SKYLIGHTS


Astronomy news for the week starting Friday, May 19, 2000.


This is a bit of an odd week, as the Moon spends its time in a transition phase, a week in which it does not go through one of its four quarters. Beginning with the Moon just past full, the entire week is filled with the waning gibbous, third quarter not reached until Friday the 26th. In between, on Sunday the 21st, the Moon passes its apogee, when it is farthest from Earth.

Friday the 19th sees a conjunction low in the west-northwest between Mercury and Mars in Taurus that is seen only in twilight and that will not be possible to observe without binoculars. The other ancient planets hide close to the Sun as well, Jupiter, Saturn, and Venus now on the other side, to the west of it. Technically morning objects, they are quite impossible to see. The only planets available for "easy" viewing are Uranus and Neptune (forgetting ultra-faint Pluto), and of these, only Uranus, slowly moving against the stars of eastern Capricornus, is visible to the naked eye, and then just barely. These two planets are still more or less in line. Neptune began retrograde two weeks ago, and now it is Uranus's turn, as the seventh planet reverses its direction and goes to the west beginning Thursday, the 25th.
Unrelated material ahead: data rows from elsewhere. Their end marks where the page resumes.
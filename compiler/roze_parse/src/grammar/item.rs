//! Program, commands, functions and blocks.

use roze_ir::ast::{Block, Command, NamedFunction, Param, Program, UnnamedFunction};
use roze_ir::Span;
use roze_lexer::TokenKind;

use crate::{ParseError, ParseOutput, Parser};

impl Parser<'_> {
    /// `program := (command? (NEWLINE | ';'))* EOF`
    pub fn parse_program(mut self) -> ParseOutput {
        let mut commands = Vec::new();
        let mut errors = Vec::new();

        loop {
            self.cursor.skip_separators();
            if self.is_at_end() {
                break;
            }

            match self.parse_command() {
                Ok(command) => {
                    commands.push(command);
                    if !self.is_at_end() && !self.cursor.check_separator() {
                        errors.push(ParseError::unexpected(
                            self.current(),
                            "newline or `;` after statement",
                        ));
                        self.recover_to_next_statement();
                    }
                }
                Err(error) => {
                    errors.push(error);
                    self.recover_to_next_statement();
                }
            }
        }

        let end = self.current_span().end;
        ParseOutput {
            program: Program {
                commands,
                span: Span::new(0, end),
            },
            errors,
        }
    }

    fn parse_command(&mut self) -> Result<Command, ParseError> {
        if self.check(TokenKind::Fn) && matches!(self.peek_next_kind(), TokenKind::Ident(_)) {
            self.parse_named_function().map(Command::NamedFunction)
        } else {
            self.parse_expression().map(Command::Expression)
        }
    }

    /// `'fn' IDENT '(' params ')' block`
    fn parse_named_function(&mut self) -> Result<NamedFunction, ParseError> {
        let start = self.expect(TokenKind::Fn)?.span;
        let (name, name_span) = self.expect_ident()?;
        let params = self.parse_params()?;
        let body = self.parse_block()?;
        Ok(NamedFunction {
            name,
            name_span,
            params,
            span: start.merge(body.span),
            body,
        })
    }

    /// `'fn' '(' params ')' block`, with the `fn` already consumed.
    pub(crate) fn parse_unnamed_function(
        &mut self,
        start: Span,
    ) -> Result<UnnamedFunction, ParseError> {
        let params = self.parse_params()?;
        let body = self.parse_block()?;
        Ok(UnnamedFunction {
            params,
            span: start.merge(body.span),
            body,
        })
    }

    /// `'(' (IDENT (',' IDENT)*)? ')'`
    fn parse_params(&mut self) -> Result<Vec<Param>, ParseError> {
        let open = self.expect(TokenKind::LParen)?;
        let mut params = Vec::new();

        self.skip_newlines();
        while !self.check(TokenKind::RParen) {
            if self.is_at_end() {
                return Err(ParseError::unclosed(open, self.current()));
            }
            let (name, span) = self.expect_ident()?;
            params.push(Param { name, span });

            self.skip_newlines();
            if self.check(TokenKind::Comma) {
                self.advance();
                self.skip_newlines();
            } else if !self.check(TokenKind::RParen) {
                return Err(ParseError::unexpected(self.current(), "`,` or `)`"));
            }
        }
        self.advance();

        Ok(params)
    }

    /// `'{' (expression? (NEWLINE | ';'))* '}'`
    pub(crate) fn parse_block(&mut self) -> Result<Block, ParseError> {
        self.skip_newlines();
        let open = self.expect(TokenKind::LBrace)?;
        let mut statements = Vec::new();

        loop {
            self.cursor.skip_separators();
            if self.check(TokenKind::RBrace) {
                break;
            }
            if self.is_at_end() {
                return Err(ParseError::unclosed(open, self.current()));
            }

            statements.push(self.parse_expression()?);

            if !self.cursor.check_separator() && !self.check(TokenKind::RBrace) {
                if self.is_at_end() {
                    return Err(ParseError::unclosed(open, self.current()));
                }
                return Err(ParseError::unexpected(
                    self.current(),
                    "newline, `;` or `}` after statement",
                ));
            }
        }

        let close = self.advance();
        Ok(Block {
            statements,
            span: open.span.merge(close.span),
        })
    }
}
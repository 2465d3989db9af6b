use pretty_assertions::assert_eq;

use super::*;

#[test]
fn interpret_is_unbounded() {
    let mode = EvalMode::default();
    assert_eq!(mode, EvalMode::Interpret);
    assert_eq!(mode.max_recursion_depth(), None);
    assert_eq!(mode.max_laps(), None);
}

#[test]
fn test_run_is_bounded() {
    let mode = EvalMode::test_run();
    assert_eq!(mode.max_recursion_depth(), Some(500));
    assert_eq!(mode.max_laps(), Some(EvalMode::DEFAULT_TEST_LAPS));
    assert_eq!(EvalMode::TestRun { max_laps: 3 }.max_laps(), Some(3));
}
That great symbol of the northern skies, the Big Dipper -- the "plough" in Britain and the central figure of Ursa Major, the Greater Bear -- is now at its best for early evening viewing. In mid-northern climes it is nearly overhead at 9 PM. Far off the disk of the Milky Way, Ursa Major is filled with galaxies, some near, some far. Four, Messiers 51 and 101 (near the end of the handle) and Messiers 81 and 82 (northwest of the Bowl) are easily visible in small telescopes, or even binoculars. Not far off the bowl, the Hubble Space Telescope imaged 3000 distant galaxies in an angular span only 1/10 the angular diameter of the full Moon, suggesting that as many as a trillion galaxies are accessible to view over the whole sky. Closer to home, the middle five stars of the Dipper, all about 80 light years away -- are an actual cluster joined together by gravity. Moving through space together, they were all born at the same time within a long-since dissipated interstellar cloud of the sort that make the naked-eye structure of the Milky Way. The Sun was probably once part of a similar cluster that long ago dissipated, its siblings now lost. Bisect the Dipper's handle to the south, and your vision will pass through a more traditional cluster, Coma Berenices (Berenice's Hair), which looks like a handful of diamonds flung against a jeweler's velvet.